Besides the two stereotypical cutaneous granulomatous diseases, i.e. granuloma annulare and
necrobiosis lipoidica, the granulomatous reaction pattern in the skin can have several causes
and associations. It can be due to the deposition of foreign material, or to prolonged sun-light
exposure leading to actinic changes, such as the group of so-called elastolytic granulomata. It
can be observed in a large number of infectious diseases (TBC and non tuberculous
mycobacteriosis, leprosy, leishmaniasis, fungal infections). It can be related to systemic
conditions, such as sarcoidosis, Crohn’s disease, Rosai-Dorfman disease, haematological
disorders, immunologic disorders, and also to the use of certain drugs. On the other hand, it
is known also that a skin disease characterized by a peculiar granulomatous pattern at
histology, such as granuloma annulare, can show protean clinical manifestations.4
Infrequently, mycosis fungoides features a granulomatous pattern that overlaps the
histological characters of granuloma annulare. Only few subtle clues allow to make the
differential diagnosis between the two diseases, and sometimes the differentiation is almost
impossible and can only rely on molecular biology.5 Moreover, granuloma annulare-like
features can be observed in certain drug reactions, again with only subtle histological
differences.6 Finally, pathologists should be aware of the possibility that an apparently
innocent granulomatous reaction can hide a life-threatening condition, such as lymphoma. 7
All these observations underline the importance of the clinico-pathological correlations when
one is dealing with a granulomatous reaction in the skin, since histology alone could not be
sufficient and sometimes can also lead toward the wrong diagnosis.

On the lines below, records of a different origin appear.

//! Stamps the site build with the release it was cut from.
//!
//! The package version stays 0.0.0; releases are git tags (`v1.4.0`).
//! - SITE_VERSION: CI override, else the nearest tag without its `v`, else "dev"
//! - SITE_GIT_SHA: CI override, else GITHUB_SHA, else `git rev-parse`

use std::process::Command;

fn git(args: &[&str]) -> Option<String> {
    Command::new("git")
        .args(args)
        .output()
        .ok()
        .filter(|o| o.status.success())
        .and_then(|o| String::from_utf8(o.stdout).ok())
        .map(|s| s.trim().to_string())
        .filter(|s| !s.is_empty())
}

fn main() {
    let version = std::env::var("SITE_VERSION")
        .ok()
        .or_else(|| git(&["describe", "--tags", "--abbrev=0"]))
        .map(|tag| tag.trim_start_matches('v').to_string())
        .unwrap_or_else(|| "dev".into());
    println!("cargo:rustc-env=SITE_VERSION={}", version);

    let git_sha = std::env::var("SITE_GIT_SHA")
        .ok()
        .or_else(|| std::env::var("GITHUB_SHA").ok().map(|s| s.chars().take(7).collect()))
        .or_else(|| git(&["rev-parse", "--short", "HEAD"]))
        .unwrap_or_else(|| "local".into());
    println!("cargo:rustc-env=SITE_GIT_SHA={}", git_sha);

    println!("cargo:rerun-if-env-changed=SITE_VERSION");
    println!("cargo:rerun-if-env-changed=SITE_GIT_SHA");
    println!("cargo:rerun-if-env-changed=GITHUB_SHA");
    // New commits and tags change the stamp
    if std::path::Path::new(".git").exists() {
        println!("cargo:rerun-if-changed=.git/HEAD");
        println!("cargo:rerun-if-changed=.git/refs/tags");
    }
}
//! Portfolio site client
//!
//! Launches the Dioxus app with whichever renderer feature is enabled
//! (`web` for the site itself, `desktop` for local previews).

use portfolio_client::app::App;

fn main() {
    // The web renderer installs its own console logger on launch
    #[cfg(not(target_arch = "wasm32"))]
    {
        use tracing_subscriber::{layer::SubscriberExt, util::SubscriberInitExt};

        tracing_subscriber::registry()
            .with(
                tracing_subscriber::EnvFilter::try_from_default_env()
                    .unwrap_or_else(|_| "portfolio_client=debug".into()),
            )
            .with(tracing_subscriber::fmt::layer())
            .init();

        tracing::info!(
            "Starting portfolio client v{} ({})",
            env!("SITE_VERSION"),
            env!("SITE_GIT_SHA")
        );
    }

    #[cfg(any(feature = "web", feature = "desktop"))]
    dioxus::launch(App);

    #[cfg(not(any(feature = "web", feature = "desktop")))]
    {
        let _ = App;
        tracing::error!("No renderer compiled in; rebuild with --features web or --features desktop");
        std::process::exit(1);
    }
}
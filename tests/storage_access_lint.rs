//! Architecture lint - browser storage and the theme attribute each have a
//! single owner.
//!
//! All reads and writes of localStorage, sessionStorage and document.cookie
//! must go through the PreferenceStore tiers in `src/store/web.rs`, so the
//! fallback chain cannot be bypassed. Only `src/theme/web.rs` may write the
//! `data-theme` attribute; everything else goes through ThemeController.

use std::fs;
use std::path::Path;
use walkdir::WalkDir;

/// (pattern, owning file, hint)
const OWNED_PATTERNS: &[(&str, &str, &str)] = &[
    (
        "local_storage()",
        "src/store/web.rs",
        "Use PreferenceStore instead of localStorage",
    ),
    (
        "session_storage()",
        "src/store/web.rs",
        "Use PreferenceStore instead of sessionStorage",
    ),
    (
        "set_cookie(",
        "src/store/web.rs",
        "Use PreferenceStore instead of document.cookie",
    ),
    (
        "HtmlDocument",
        "src/store/web.rs",
        "Use PreferenceStore instead of document.cookie",
    ),
    (
        "\"data-theme\"",
        "src/theme/web.rs",
        "Use ThemeController to change the theme",
    ),
    (
        "THEME_ATTRIBUTE",
        "src/theme/web.rs",
        "Use ThemeController to change the theme",
    ),
];

fn rust_sources() -> Vec<(String, String)> {
    WalkDir::new("src")
        .into_iter()
        .filter_map(Result::ok)
        .filter(|e| e.path().extension().map_or(false, |ext| ext == "rs"))
        .filter_map(|e| {
            let path = e.path().to_string_lossy().replace('\\', "/");
            fs::read_to_string(e.path()).ok().map(|src| (path, src))
        })
        .collect()
}

#[test]
fn owners_exist() {
    for (_, owner, _) in OWNED_PATTERNS {
        assert!(Path::new(owner).exists(), "{} is missing", owner);
    }
}

#[test]
fn browser_storage_and_theme_attribute_have_single_owner() {
    let mut violations = Vec::new();

    for (path, src) in rust_sources() {
        for (line_no, line) in src.lines().enumerate() {
            let code = line.split("//").next().unwrap_or("");
            for (pattern, owner, hint) in OWNED_PATTERNS {
                if path != *owner && code.contains(pattern) {
                    violations.push(format!("{}:{}: `{}` - {}", path, line_no + 1, pattern, hint));
                }
            }
        }
    }

    assert!(
        violations.is_empty(),
        "Direct browser storage / theme attribute access outside its owner:\n{}",
        violations.join("\n")
    );
}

1. Weedon D. Skin Pathology. 3rd Ed.
2. Mitra A, Pollock B, Gooi J, et al. Cutaneous granulomas associated with primary
immunodeficiency disorders. Br J Dermatol 2005; 153: 194-199.
3. Krupnick AI, Shim H, Phelps RG, et al. Cutaneous granulomas masquerading as
tuberculoid leprosy in a patient with congenital combined immunodeficiency. Mt Sinai
J Med 2001; 68: 326-330.
4. McKee PH, Calonje E, Granter SR. Pathology of the skin with clinical correlations.
Vol. 1. 3rd Ed.
5. Su LD, Kim YH, LeBoit PE, et al. Interstitial mycosis fungoides, a variant of mycosis
fungoides resembling granuloma annulare and inflammatory morphea. J Cutan Pathol
2002; 29: 135-141.
6. Magro CM, Crowson AN, Shapiro BL. The interstitial granulomatous drug reaction: a
distinctive clinical and pathological entity. J Cutan Pathol 1998; 25: 72-78.
7. Scarabello A, Leinweber B, Ardigò M, et al. Cutaneous lymphomas with prominent
granulomatous reaction: a potential pitfall in the histopathologic diagnosis of cutaneous
T- and B-cell lymphomas. Am J Surg Pathol 2002; 26: 1259-1268.